History of Open Source at CMS

The Centers for Medicare & Medicaid Services (CMS) has been an active supporter of and has utilized the Open Source Software (OSS) on several IT projects for its mission-critical programs. Since 2015, several CMS business units and offices have been actively releasing OSS as part of IT modernization projects.

CMS has many active open source communities with hundreds of repositories across our many organizations (https://dsacms.github.io/metrics/organizations/). Developer.cms.gov contains CMS' collection of APIs, datasets, frameworks, and style guides to develop applications that help people get the services and benefits they rely on

  • Beneficiary FHIR Data (BFD) Server: BFD Server is an internal backend to Medicare beneficiaries' demographic, enrollment, and claims data in FHIR format.
  • Beneficiary Claims Data API (BCDA): Enables Accountable Care Organizations (ACOs) to retrieve Medicare Part A/B/D claims data for beneficiaries.
  • Data at the Point of Care API: Enables making a patient's Medicare claims data available to healthcare providers for treatment purposes
  • AB2D API: Provides Prescription Drug Sponsors with secure Medicare parts A and B claims data for their plan enrollees
  • Blue Button 2.0: Delivers Medicare Part A, B, and D data for over 60 million people with Medicare. Our most widely used and longest lived Open API projects.

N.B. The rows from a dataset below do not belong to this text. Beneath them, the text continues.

impl FromReply for Option<Bytes> {
    fn from_reply(command: &'static str, reply: Reply) -> Result<Self, KvError> {
        match reply {
            Reply::Nil => Ok(None),
            Reply::Data(bytes) => Ok(Some(bytes)),
            _ => Err(KvError::unexpected(command, "bulk string or nil")),
        }
    }
}

impl FromReply for Option<f64> {
    fn from_reply(command: &'static str, reply: Reply) -> Result<Self, KvError> {
        match reply {
            Reply::Nil => Ok(None),
            other => other.into_f64(command).map(Some),
        }
    }
}

impl FromReply for Vec<String> {
    fn from_reply(command: &'static str, reply: Reply) -> Result<Self, KvError> {
        match reply {
            Reply::Array(items) => items
                .into_iter()
                .map(|item| item.into_string(command))
                .collect(),
            Reply::Nil => Ok(Vec::new()),
            _ => Err(KvError::unexpected(command, "array of strings")),
        }
    }
}

impl FromReply for Vec<(String, f64)> {
    fn from_reply(command: &'static str, reply: Reply) -> Result<Self, KvError> {
        let items = match reply {
            Reply::Array(items) => items,
            Reply::Nil => return Ok(Vec::new()),
            _ => return Err(KvError::unexpected(command, "member/score array")),
        };

        // RESP3 nests each pair, RESP2 flattens them.
        if items.iter().all(|item| matches!(item, Reply::Array(_))) {
            return items
                .into_iter()
                .map(|item| match item {
                    Reply::Array(pair) => pair_from(command, pair),
                    _ => Err(KvError::unexpected(command, "member/score pair")),
                })
                .collect();
        }

        if items.len() % 2 != 0 {
            return Err(KvError::unexpected(command, "even member/score array"));
        }
        let mut pairs = Vec::with_capacity(items.len() / 2);
        let mut iter = items.into_iter();
        while let (Some(member), Some(score)) = (iter.next(), iter.next()) {
            pairs.push((member.into_string(command)?, score.into_f64(command)?));
        }
        Ok(pairs)
    }
}

fn pair_from(command: &'static str, pair: Vec<Reply>) -> Result<(String, f64), KvError> {
    let mut iter = pair.into_iter();
    match (iter.next(), iter.next(), iter.next()) {
        (Some(member), Some(score), None) => {
            Ok((member.into_string(command)?, score.into_f64(command)?))
        }
        _ => Err(KvError::unexpected(command, "member/score pair")),
    }
}

impl FromReply for HashMap<String, i64> {
    fn from_reply(command: &'static str, reply: Reply) -> Result<Self, KvError> {
        let items = match reply {
            Reply::Array(items) => items,
            Reply::Nil => return Ok(HashMap::new()),
            _ => return Err(KvError::unexpected(command, "field/value array")),
        };
        if items.len() % 2 != 0 {
            return Err(KvError::unexpected(command, "even field/value array"));
        }
        let mut map = HashMap::with_capacity(items.len() / 2);
        let mut iter = items.into_iter();
        while let (Some(field), Some(value)) = (iter.next(), iter.next()) {
            map.insert(field.into_string(command)?, value.into_i64(command)?);
        }
        Ok(map)
    }
}

/// One page of a sorted-set scan.
#[derive(Debug, Clone, PartialEq)]
pub struct ScanPage {
    pub cursor: u64,
    pub entries: Vec<(String, f64)>,
}

impl FromReply for ScanPage {
    fn from_reply(command: &'static str, reply: Reply) -> Result<Self, KvError> {
        let Reply::Array(items) = reply else {
            return Err(KvError::unexpected(command, "cursor/entries array"));
        };
        let mut iter = items.into_iter();
        match (iter.next(), iter.next(), iter.next()) {
            (Some(cursor), Some(entries), None) => {
                let cursor = cursor.into_cursor(command)?;
                let entries = Vec::<(String, f64)>::from_reply(command, entries)?;
                Ok(ScanPage { cursor, entries })
            }
            _ => Err(KvError::unexpected(command, "cursor/entries array")),
        }
    }
}

/// Typed handle to the reply of one queued command.
pub struct Slot<T> {
    index: usize,
    command: &'static str,
    _marker: PhantomData<fn() -> T>,
}

impl<T> Clone for Slot<T> {
    fn clone(&self) -> Self {
        *self
    }
}

impl<T> Copy for Slot<T> {}

impl<T> std::fmt::Debug for Slot<T> {
    fn fmt(&self, f: &mut std::fmt::Formatter<'_>) -> std::fmt::Result {
        f.debug_struct("Slot")
            .field("index", &self.index)
            .field("command", &self.command)
            .finish()
    }
}
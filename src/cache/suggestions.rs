//! Search suggestions and per-user search history.

use std::{sync::Arc, time::Duration};

use time::OffsetDateTime;

use super::{
    clock::Clock,
    config::CacheConfig,
    keys::CacheKey,
    kv::{KvExt, KvStore, Order, Pipeline, report_kv_error},
};
use crate::domain::{
    entities::{SearchHistoryEntry, SearchSuggestion},
    values::SearchQuery,
};

pub struct SuggestionIndex {
    kv: Arc<dyn KvStore>,
    clock: Arc<dyn Clock>,
    suggestions_ttl: Duration,
    suggestions_limit: usize,
    history_ttl: Duration,
    history_limit: usize,
    scan_page_size: usize,
}

impl SuggestionIndex {
    pub fn new(kv: Arc<dyn KvStore>, clock: Arc<dyn Clock>, config: &CacheConfig) -> Self {
        Self {
            kv,
            clock,
            suggestions_ttl: config.suggestions_ttl,
            suggestions_limit: config.suggestions_limit,
            history_ttl: config.history_ttl,
            history_limit: config.history_limit,
            scan_page_size: config.scan_page_size,
        }
    }

    /// Count one search for `query` in the global table. Blank queries are ignored.
    pub async fn add_suggestion(&self, query: &str) {
        let Some(query) = SearchQuery::parse(query) else {
            return;
        };
        let mut pipeline = Pipeline::new();
        self.queue_suggestion(&mut pipeline, &query);
        self.run(pipeline, "suggestions.add", CacheKey::search_suggestions())
            .await;
    }

    /// Global suggestions starting with `prefix`, most searched first.
    pub async fn get_suggestions(&self, prefix: &str, limit: usize) -> Vec<SearchSuggestion> {
        if limit == 0 {
            return Vec::new();
        }
        let key = CacheKey::search_suggestions();
        let entries = match self.kv.zset_scan(key.as_str(), self.scan_page_size).await {
            Ok(entries) => entries,
            Err(err) => {
                report_kv_error("suggestions.get", key.as_str(), &err);
                return Vec::new();
            }
        };

        let prefix = SearchQuery::parse(prefix);
        let prefix = prefix.as_ref().map(SearchQuery::as_str).unwrap_or("");
        let mut suggestions: Vec<SearchSuggestion> = entries
            .into_iter()
            .filter(|(query, _)| query.starts_with(prefix))
            .map(|(query, score)| SearchSuggestion {
                query,
                count: score_to_count(score),
            })
            .collect();
        suggestions.sort_by(|a, b| b.count.cmp(&a.count).then_with(|| a.query.cmp(&b.query)));
        suggestions.truncate(limit);
        suggestions
    }

    /// Remember `query` as the most recent search of `user_id`.
    pub async fn add_to_history(&self, user_id: &str, query: &str) {
        let Some(query) = SearchQuery::parse(query) else {
            return;
        };
        let mut pipeline = Pipeline::new();
        self.queue_history(&mut pipeline, user_id, &query);
        self.run(pipeline, "suggestions.add_history", CacheKey::search_history(user_id))
            .await;
    }

    /// Recorded searches of `user_id`, most recent first.
    pub async fn get_history(&self, user_id: &str) -> Vec<String> {
        self.get_history_entries(user_id)
            .await
            .into_iter()
            .map(|entry| entry.query)
            .collect()
    }

    /// Like [`SuggestionIndex::get_history`], with the time of each search.
    pub async fn get_history_entries(&self, user_id: &str) -> Vec<SearchHistoryEntry> {
        if self.history_limit == 0 {
            return Vec::new();
        }
        let key = CacheKey::search_history(user_id);
        let stop = isize::try_from(self.history_limit - 1).unwrap_or(isize::MAX);
        match self.kv.zset_range(key.as_str(), 0, stop, Order::Desc).await {
            Ok(entries) => entries
                .into_iter()
                .map(|(query, score)| SearchHistoryEntry {
                    query,
                    searched_at: millis_to_time(score),
                })
                .collect(),
            Err(err) => {
                report_kv_error("suggestions.get_history", key.as_str(), &err);
                Vec::new()
            }
        }
    }

    pub async fn remove_history_item(&self, user_id: &str, query: &str) {
        let Some(query) = SearchQuery::parse(query) else {
            return;
        };
        let key = CacheKey::search_history(user_id);
        let mut pipeline = Pipeline::new();
        pipeline.zset_remove(&key, query.as_str());
        self.run(pipeline, "suggestions.remove_history", key).await;
    }

    pub async fn clear_history(&self, user_id: &str) {
        let key = CacheKey::search_history(user_id);
        let mut pipeline = Pipeline::new();
        pipeline.del([&key]);
        self.run(pipeline, "suggestions.clear_history", key).await;
    }

    /// Count the search globally and, for a signed-in user, add it to their
    /// history, in one round trip.
    pub async fn record_search(&self, user_id: Option<&str>, query: &str) {
        let Some(query) = SearchQuery::parse(query) else {
            return;
        };
        let mut pipeline = Pipeline::new();
        self.queue_suggestion(&mut pipeline, &query);
        if let Some(user_id) = user_id {
            self.queue_history(&mut pipeline, user_id, &query);
        }
        self.run(pipeline, "suggestions.record", CacheKey::search_suggestions())
            .await;
    }

    fn queue_suggestion(&self, pipeline: &mut Pipeline, query: &SearchQuery) {
        let key = CacheKey::search_suggestions();
        pipeline.zset_incr_by(&key, query.as_str(), 1.0);
        pipeline.zset_remove_range_by_rank(&key, 0, keep_top(self.suggestions_limit));
        pipeline.expire(&key, self.suggestions_ttl);
    }

    fn queue_history(&self, pipeline: &mut Pipeline, user_id: &str, query: &SearchQuery) {
        let key = CacheKey::search_history(user_id);
        let score = time_to_millis(self.clock.now());
        pipeline.zset_add(&key, query.as_str(), score);
        pipeline.zset_remove_range_by_rank(&key, 0, keep_top(self.history_limit));
        pipeline.expire(&key, self.history_ttl);
    }

    async fn run(&self, pipeline: Pipeline, op: &'static str, key: CacheKey) {
        if let Err(err) = self.kv.execute(pipeline).await {
            report_kv_error(op, key.as_str(), &err);
        }
    }
}

/// Stop rank for ZREMRANGEBYRANK that keeps only the `keep` highest scores.
fn keep_top(keep: usize) -> isize {
    -(isize::try_from(keep).unwrap_or(isize::MAX - 1)) - 1
}

fn score_to_count(score: f64) -> u64 {
    if score.is_finite() && score > 0.0 {
        score.round() as u64
    } else {
        0
    }
}

fn time_to_millis(at: OffsetDateTime) -> f64 {
    (at.unix_timestamp_nanos() / 1_000_000) as f64
}

fn millis_to_time(score: f64) -> OffsetDateTime {
    let nanos = (score as i128).saturating_mul(1_000_000);
    OffsetDateTime::from_unix_timestamp_nanos(nanos).unwrap_or(OffsetDateTime::UNIX_EPOCH)
}

#[cfg(test)]
mod tests {
    use time::macros::datetime;

    use super::*;

    #[test]
    fn keep_top_targets_everything_below_the_cap() {
        assert_eq!(keep_top(100), -101);
        assert_eq!(keep_top(0), -1);
    }

    #[test]
    fn history_scores_round_trip_through_millis() {
        let at = datetime!(2024-04-01 10:20:30.456 UTC);
        assert_eq!(millis_to_time(time_to_millis(at)), at);
    }

    #[test]
    fn odd_scores_never_become_huge_counts() {
        assert_eq!(score_to_count(-3.0), 0);
        assert_eq!(score_to_count(f64::NAN), 0);
        assert_eq!(score_to_count(4.0), 4);
    }
}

CMS has embraced Open Source development and is looking forward to releasing more software to the community to promote reuse.

CMS Open Source Strategy

Based on the goals outlined in the Federal Source Code Policy/OMB directive M-16-21, the CMS Open Source Policy was written in 2018 to promote transparency, collaboration, and reuse of government-funded software in support of healthcare solutions: https://github.com/CMSgov/cms-open-source-policy

The CMS Technical Reference Architecture also contains more information and guidance on using and releasing open source software.

CMS Open Source Program Office

An open source program office (OSPO) serves as the center of competency for an organization's open source operations and structure. It is responsible for defining and implementing strategies and policies to guide these efforts. The function of the CMS OSPO is:

“Establish and maintain guidance, policies, practices, and talent pipelines that advance equity, build trust, and amplify impact across CMS, HHS, and Federal Open Source Ecosystems by working and sharing openly.”

For more information, visit https://go.cms.gov/ospo.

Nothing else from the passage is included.